O que fazer se o senhorio não devolve a caução em Portugal?

Em resumo
  • A lei portuguesa não fixa um prazo específico para a devolução da caução de arrendamento, o que torna essencial deixar esse ponto claro no próprio contrato.
  • Em caso de desacordo, o primeiro passo é sempre um pedido escrito e documentado ao senhorio, antes de qualquer outra diligência.
  • Se o desacordo persistir, as fontes consultadas confirmam duas vias possíveis: a mediação entre as partes ou uma ação em tribunal.

A caução de arrendamento deve ser devolvida ao inquilino no final do contrato, descontados eventuais danos que ultrapassem o desgaste normal do imóvel.
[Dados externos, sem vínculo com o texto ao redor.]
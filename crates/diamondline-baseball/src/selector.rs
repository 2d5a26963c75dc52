// Recommendation selector: runs the factor -> confidence -> grade pipeline for
// both sides of each game, keeps the better side, then filters and ranks the
// batch.
//
// Failure policy, smallest unit first: a factor falls back to neutral (see
// `factors`), a side that cannot be analyzed yields nothing, a game without
// a usable moneyline is skipped, and a batch that cannot run at all returns
// an empty list. Nothing here panics or returns an error to the caller.

use crate::confidence::{aggregate, to_percent};
use crate::factors::{score_all, FactorScores, PickContext};
use crate::narrative::generate_narrative;
use crate::provider::{fetch_matchup, StatProvider};
use crate::reasoning::{generate_reasoning, DEFAULT_SALIENCE};
use chrono::{DateTime, Utc};
use diamondline_core::config::{validate_weights, Config, FactorWeights};
use diamondline_core::grade::{Grade, GradeLadder};
use diamondline_core::noise::{Noise, SeededNoise};
use diamondline_core::odds::{validate_american, Game, OddsError};
use diamondline_core::stats::MatchupStats;
use futures_util::future::join_all;
use serde::{Deserialize, Serialize};
use std::cmp::Ordering;
use thiserror::Error;
use tracing::{debug, error, info, warn};

// ---------------------------------------------------------------------------
// Error type
// ---------------------------------------------------------------------------

#[derive(Debug, Error, PartialEq)]
pub enum AnalysisError {
    #[error("game {game_id} has no moneyline from its first bookmaker")]
    NoMoneyline { game_id: String },

    #[error("unusable price for {team}: {source}")]
    InvalidPrice { team: String, source: OddsError },

    #[error("confidence for {team} is not finite")]
    NonFiniteConfidence { team: String },

    #[error("neither side of game {game_id} could be analyzed")]
    NoViableSide { game_id: String },
}

// ---------------------------------------------------------------------------
// Recommendation
// ---------------------------------------------------------------------------

#[derive(Debug, Clone, Copy, PartialEq, Eq)]
pub enum Side {
    Home,
    Away,
}

impl Side {
    pub fn is_home(&self) -> bool {
        matches!(self, Side::Home)
    }
}

/// One graded moneyline pick. Built once per analysis and never mutated.
#[derive(Debug, Clone, PartialEq, Serialize, Deserialize)]
pub struct Recommendation {
    pub game_id: String,
    pub selection: String,
    pub opponent: String,
    pub is_home: bool,
    /// American price of the selection.
    pub odds: i32,
    pub bookmaker: String,
    pub grade: Grade,
    /// Whole-percent confidence, 60-95 in practice.
    pub confidence: u8,
    pub reasoning: String,
    pub factors: FactorScores,
    pub home_team: String,
    pub away_team: String,
    pub commence_time: DateTime<Utc>,
}

/// One analyzed side together with its unrounded confidence, which is what
/// side selection compares.
#[derive(Debug, Clone, PartialEq)]
pub struct GradedSide {
    pub recommendation: Recommendation,
    pub confidence: f64,
}

/// The better of two sides: higher grade rank, then higher unrounded
/// confidence, then the home side.
pub fn choose_side(home: GradedSide, away: GradedSide) -> GradedSide {
    let away_better = away
        .recommendation
        .grade
        .rank()
        .cmp(&home.recommendation.grade.rank())
        .then(away.confidence.total_cmp(&home.confidence))
        == Ordering::Greater;
    if away_better {
        away
    } else {
        home
    }
}

/// Drop picks graded below `min_grade` and order the rest by grade rank, then
/// confidence, both descending. Equal picks keep their input order.
pub fn rank_recommendations(mut recs: Vec<Recommendation>, min_grade: Grade) -> Vec<Recommendation> {
    recs.retain(|r| r.grade.rank() >= min_grade.rank());
    recs.sort_by(|a, b| {
        b.grade
            .rank()
            .cmp(&a.grade.rank())
            .then(b.confidence.cmp(&a.confidence))
    });
    recs
}

// ---------------------------------------------------------------------------
// Grading engine
// ---------------------------------------------------------------------------

/// How the reasoning text is produced.
#[derive(Debug, Clone, Copy, PartialEq)]
pub enum ReasoningStyle {
    /// Deterministic sentence listing factors at or above `salience`.
    Templated { salience: f64 },
    /// Randomized narrative drawn from the text noise source.
    Narrative,
}

impl Default for ReasoningStyle {
    fn default() -> Self {
        ReasoningStyle::Templated {
            salience: DEFAULT_SALIENCE,
        }
    }
}

pub struct GradingEngine {
    weights: FactorWeights,
    ladder: GradeLadder,
    min_grade: Grade,
    style: ReasoningStyle,
    /// Feeds the factor calculators.
    score_noise: Box<dyn Noise + Send>,
    /// Feeds narrative template choice only.
    text_noise: Box<dyn Noise + Send>,
}

impl GradingEngine {
    /// Engine with the given weights and scoring noise, grading on the
    /// confidence ladder with a `C+` floor and templated reasoning.
    pub fn with_weights(weights: FactorWeights, score_noise: Box<dyn Noise + Send>) -> Self {
        GradingEngine {
            weights,
            ladder: GradeLadder::Confidence,
            min_grade: Grade::CPlus,
            style: ReasoningStyle::default(),
            score_noise,
            text_noise: Box::new(SeededNoise::from_entropy()),
        }
    }

    /// Engine set up from a loaded configuration. Narrative text noise is
    /// seeded alongside the scoring noise when the configuration pins a seed.
    pub fn from_config(config: &Config, score_noise: Box<dyn Noise + Send>) -> Self {
        let style = if config.reasoning.narrative {
            ReasoningStyle::Narrative
        } else {
            ReasoningStyle::Templated {
                salience: config.reasoning.salience_threshold,
            }
        };
        let text_noise: Box<dyn Noise + Send> = match config.noise_seed {
            Some(seed) => Box::new(SeededNoise::seeded(seed.wrapping_add(1))),
            None => Box::new(SeededNoise::from_entropy()),
        };
        GradingEngine::with_weights(config.weights, score_noise)
            .with_ladder(config.grading.ladder)
            .with_min_grade(config.grading.min_grade)
            .with_reasoning(style)
            .with_text_noise(text_noise)
    }

    pub fn with_ladder(mut self, ladder: GradeLadder) -> Self {
        self.ladder = ladder;
        self
    }

    pub fn with_min_grade(mut self, min_grade: Grade) -> Self {
        self.min_grade = min_grade;
        self
    }

    pub fn with_reasoning(mut self, style: ReasoningStyle) -> Self {
        self.style = style;
        self
    }

    pub fn with_text_noise(mut self, text_noise: Box<dyn Noise + Send>) -> Self {
        self.text_noise = text_noise;
        self
    }

    pub fn weights(&self) -> &FactorWeights {
        &self.weights
    }

    pub fn min_grade(&self) -> Grade {
        self.min_grade
    }

    /// Run the full pipeline for one side at the given price.
    pub fn analyze_side(
        &mut self,
        game: &Game,
        stats: &MatchupStats,
        side: Side,
        price: i32,
    ) -> Result<Recommendation, AnalysisError> {
        self.grade_side(game, stats, side, price)
            .map(|graded| graded.recommendation)
    }

    /// Like [`analyze_side`](Self::analyze_side), keeping the unrounded
    /// confidence alongside the recommendation.
    pub fn grade_side(
        &mut self,
        game: &Game,
        stats: &MatchupStats,
        side: Side,
        price: i32,
    ) -> Result<GradedSide, AnalysisError> {
        let is_home = side.is_home();
        let (team, opponent) = if is_home {
            (&game.home_team, &game.away_team)
        } else {
            (&game.away_team, &game.home_team)
        };
        let price = validate_american(price).map_err(|source| AnalysisError::InvalidPrice {
            team: team.clone(),
            source,
        })?;

        let ctx = PickContext {
            team,
            opponent,
            home_team: &game.home_team,
            is_home,
            price,
            stats,
        };
        let factors = score_all(&ctx, &mut *self.score_noise);
        let confidence = aggregate(&factors, &self.weights);
        if !confidence.is_finite() {
            return Err(AnalysisError::NonFiniteConfidence { team: team.clone() });
        }
        let grade = self.ladder.grade(confidence);

        let reasoning = match self.style {
            ReasoningStyle::Templated { salience } => {
                generate_reasoning(team, is_home, grade, &factors, salience)
            }
            ReasoningStyle::Narrative => {
                generate_narrative(&ctx, grade, &factors, &mut *self.text_noise)
            }
        };

        let recommendation = Recommendation {
            game_id: game.id.clone(),
            selection: team.clone(),
            opponent: opponent.clone(),
            is_home,
            odds: price,
            bookmaker: game.first_bookmaker().unwrap_or_default().to_string(),
            grade,
            confidence: to_percent(confidence),
            reasoning,
            factors,
            home_team: game.home_team.clone(),
            away_team: game.away_team.clone(),
            commence_time: game.commence_time,
        };
        Ok(GradedSide {
            recommendation,
            confidence,
        })
    }

    /// Analyze both sides of a game and keep the better one.
    pub fn try_analyze_game(
        &mut self,
        game: &Game,
        stats: &MatchupStats,
    ) -> Result<Recommendation, AnalysisError> {
        let prices = game.first_moneyline().ok_or_else(|| AnalysisError::NoMoneyline {
            game_id: game.id.clone(),
        })?;

        let side = |engine: &mut Self, side: Side, price: i32| {
            engine
                .grade_side(game, stats, side, price)
                .map_err(|e| warn!("game {}: {}", game.id, e))
                .ok()
        };
        let home = side(self, Side::Home, prices.home);
        let away = side(self, Side::Away, prices.away);

        match (home, away) {
            (Some(h), Some(a)) => Ok(choose_side(h, a).recommendation),
            (Some(only), None) | (None, Some(only)) => Ok(only.recommendation),
            (None, None) => Err(AnalysisError::NoViableSide {
                game_id: game.id.clone(),
            }),
        }
    }

    /// Soft-failing form of [`try_analyze_game`](Self::try_analyze_game).
    pub fn analyze_game(&mut self, game: &Game, stats: &MatchupStats) -> Option<Recommendation> {
        match self.try_analyze_game(game, stats) {
            Ok(rec) => {
                debug!(
                    "{} @ {}: {} {} ({}%)",
                    game.away_team, game.home_team, rec.selection, rec.grade, rec.confidence
                );
                Some(rec)
            }
            Err(e) => {
                warn!("skipping game: {}", e);
                None
            }
        }
    }

    /// Apply the minimum-grade filter and sort order.
    pub fn rank(&self, recs: Vec<Recommendation>) -> Vec<Recommendation> {
        rank_recommendations(recs, self.min_grade)
    }

    fn weights_usable(&self) -> bool {
        match validate_weights("active", &self.weights) {
            Ok(()) => true,
            Err(e) => {
                error!("cannot grade batch: {}", e);
                false
            }
        }
    }

    /// Grade games whose statistics are already in hand.
    pub fn recommend_with_stats(&mut self, matchups: &[(Game, MatchupStats)]) -> Vec<Recommendation> {
        if !self.weights_usable() {
            return Vec::new();
        }
        let recs = matchups
            .iter()
            .filter_map(|(game, stats)| self.analyze_game(game, stats))
            .collect();
        self.rank(recs)
    }

    /// Fetch statistics for every gradeable game concurrently, then grade them
    /// in input order.
    pub async fn recommend(&mut self, games: &[Game], provider: &dyn StatProvider) -> Vec<Recommendation> {
        if !self.weights_usable() {
            return Vec::new();
        }

        let eligible: Vec<&Game> = games
            .iter()
            .filter(|g| {
                let ok = g.first_moneyline().is_some();
                if !ok {
                    warn!("skipping game {}: no moneyline from its first bookmaker", g.id);
                }
                ok
            })
            .collect();

        let stats = join_all(
            eligible
                .iter()
                .map(|g| fetch_matchup(provider, &g.home_team, &g.away_team)),
        )
        .await;

        let recs: Vec<Recommendation> = eligible
            .iter()
            .zip(stats.iter())
            .filter_map(|(game, stats)| self.analyze_game(game, stats))
            .collect();
        let ranked = self.rank(recs);
        info!(
            "graded {} of {} games, {} at or above {}",
            eligible.len(),
            games.len(),
            ranked.len(),
            self.min_grade
        );
        ranked
    }
}

// ---------------------------------------------------------------------------
// Tests
// ---------------------------------------------------------------------------
// Team momentum: recent win percentage plus random hot/cold streak swings.

use super::{FactorError, PickContext};
use diamondline_core::noise::Noise;

pub const BASE: f64 = 65.0;
pub const RANGE: (f64, f64) = (50.0, 95.0);
const NOISE: f64 = 3.0;

const STREAK_SWING: f64 = 8.0;
/// A unit draw above this marks a hot streak (30% of the time).
const HOT_STREAK_ABOVE: f64 = 0.7;
/// A unit draw above this marks a cold streak (20% of the time).
const COLD_STREAK_ABOVE: f64 = 0.8;

pub fn win_pct_adjustment(win_pct: f64) -> f64 {
    if win_pct >= 0.700 {
        10.0
    } else if win_pct >= 0.600 {
        6.0
    } else if win_pct <= 0.300 {
        -10.0
    } else if win_pct <= 0.400 {
        -6.0
    } else {
        0.0
    }
}

pub fn score(ctx: &PickContext<'_>, noise: &mut dyn Noise) -> Result<f64, FactorError> {
    let win_pct = ctx
        .form()
        .and_then(|f| f.win_pct())
        .ok_or(FactorError::Missing("recent_form"))?;

    let mut score = BASE + win_pct_adjustment(win_pct);
    if noise.chance_above(HOT_STREAK_ABOVE) {
        score += STREAK_SWING;
    }
    if noise.chance_above(COLD_STREAK_ABOVE) {
        score -= STREAK_SWING;
    }
    score += noise.jitter(NOISE);

    Ok(score.clamp(RANGE.0, RANGE.1))
}

#[cfg(test)]
mod tests {
    use super::*;
    use crate::factors::testing::*;
    use diamondline_core::noise::{MidpointNoise, SequenceNoise};
    use diamondline_core::stats::RecentForm;

    #[test]
    fn win_pct_bands() {
        assert_eq!(win_pct_adjustment(0.8), 10.0);
        assert_eq!(win_pct_adjustment(0.7), 10.0);
        assert_eq!(win_pct_adjustment(0.6), 6.0);
        assert_eq!(win_pct_adjustment(0.5), 0.0);
        assert_eq!(win_pct_adjustment(0.4), -6.0);
        assert_eq!(win_pct_adjustment(0.2), -10.0);
    }

    #[test]
    fn midpoint_draws_trigger_no_streaks() {
        let mut stats = average_matchup();
        stats.home_form = Some(RecentForm { wins: 6, games: 10 });
        let score = score(&home_pick(&stats), &mut MidpointNoise).unwrap();
        assert_eq!(score, BASE + 6.0);
    }

    #[test]
    fn hot_streak_only() {
        let stats = average_matchup();
        let mut noise = SequenceNoise::new(vec![0.75, 0.5, 0.5]);
        let score = score(&home_pick(&stats), &mut noise).unwrap();
        assert_eq!(score, BASE + 8.0);
    }

    #[test]
    fn hot_and_cold_cancel() {
        let stats = average_matchup();
        let mut noise = SequenceNoise::new(vec![0.9, 0.9, 0.5]);
        let score = score(&home_pick(&stats), &mut noise).unwrap();
        assert_eq!(score, BASE);
    }

    #[test]
    fn empty_window_is_missing_form() {
        let mut stats = average_matchup();
        stats.away_form = Some(RecentForm { wins: 0, games: 0 });
        let err = score(&away_pick(&stats), &mut MidpointNoise).unwrap_err();
        assert_eq!(err, FactorError::Missing("recent_form"));
    }
}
Na prática, isto nem sempre acontece sem atrito: o senhorio pode demorar a devolver o valor, devolver menos do que o esperado, ou não justificar por escrito o motivo de uma retenção. Este artigo explica o que fazer nessas situações, a partir do que a lei portuguesa efetivamente estabelece.

1. Não existe um prazo legal fixo, mas o Código Civil impõe a devolução

O artigo 1076 do Código Civil regula a caução de arrendamento e prevê a sua devolução no final do contrato, descontados eventuais danos que ultrapassem o desgaste normal do imóvel. As fontes consultadas para este artigo não confirmam um prazo legal específico, expresso em dias ou meses, para essa devolução, ao contrário do que a lei de outros países europeus estabelece para os seus próprios sistemas.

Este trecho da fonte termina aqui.